É comum não se saber mais, nem com auxílio da TV, se alguém foi realmente derrubado ou se simula a falta. Há especialistas na matéria, que rolam pelo campo, levam a mão à cara, e fazem muito ator profissional morrer de inveja. Aliás, acho que alguns, mesmo em campo, pensam na câmera o tempo todo. Devem, em casa, treinar diante da TV.

E para completar, reclamações. Uma atrás da outra. Não há lance, pode ser a falta mais óbvia, que não levante uma roda de jogadores em torno do árbitro. E ele tem que fazer alguma coisa. Ou não tem? E, entre fazer e não fazer, a torcida vocifera, os narradores se dividem e, enfim, sai alguma decisão. Faça o que fizer será por critério pessoal, inventado naquele momento em que duvida. E, então, pode-se esperar qualquer coisa. Numa mesma partida, em diferentes momentos, o arbitro pode interpretar de duas maneiras opostas lances rigorosamente iguais.
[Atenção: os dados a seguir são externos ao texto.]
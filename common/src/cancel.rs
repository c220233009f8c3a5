use std::sync::Arc;
use std::sync::atomic::{AtomicBool, Ordering};
use std::time::{Duration, Instant};

const SLEEP_SLICE: Duration = Duration::from_millis(10);

/// Cooperative stop flag shared between the caller and a running engine.
///
/// Engines poll it at chunk boundaries and inside every receive wait.
#[derive(Debug, Clone, Default)]
pub struct CancelToken {
    flag: Arc<AtomicBool>,
}

impl CancelToken {
    pub fn new() -> Self {
        Self::default()
    }

    pub fn cancel(&self) {
        self.flag.store(true, Ordering::Relaxed);
    }

    pub fn is_cancelled(&self) -> bool {
        self.flag.load(Ordering::Relaxed)
    }

    /// Sleeps for `duration`, waking early if the token is cancelled.
    ///
    /// Returns `false` when the sleep was cut short.
    pub fn sleep(&self, duration: Duration) -> bool {
        let deadline = Instant::now() + duration;
        loop {
            if self.is_cancelled() {
                return false;
            }
            let now = Instant::now();
            if now >= deadline {
                return true;
            }
            std::thread::sleep(SLEEP_SLICE.min(deadline - now));
        }
    }
}

// ╔════════════════════════════════════════════╗
// ║ ████████╗███████╗███████╗████████╗███████╗ ║
// ║ ╚══██╔══╝██╔════╝██╔════╝╚══██╔══╝██╔════╝ ║
// ║    ██║   █████╗  ███████╗   ██║   ███████╗ ║
// ║    ██║   ██╔══╝  ╚════██║   ██║   ╚════██║ ║
// ║    ██║   ███████╗███████║   ██║   ███████║ ║
// ║    ╚═╝   ╚══════╝╚══════╝   ╚═╝   ╚══════╝ ║
// ╚════════════════════════════════════════════╝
Chego à conclusão que, na ausência de qualquer assistência por parte de quem deveria orientá-los claramente, cada árbitro fabrica seu próprio critério que, só por coincidência, será igual ao meu ou ao seu. Igual ao meu raramente é. Tenho visto futebol ao longo da vida e sempre pensei que as regras eram as mesmas para milhares de lances que vi se repetirem milhares de vezes. Agora não mais. Pior para mim.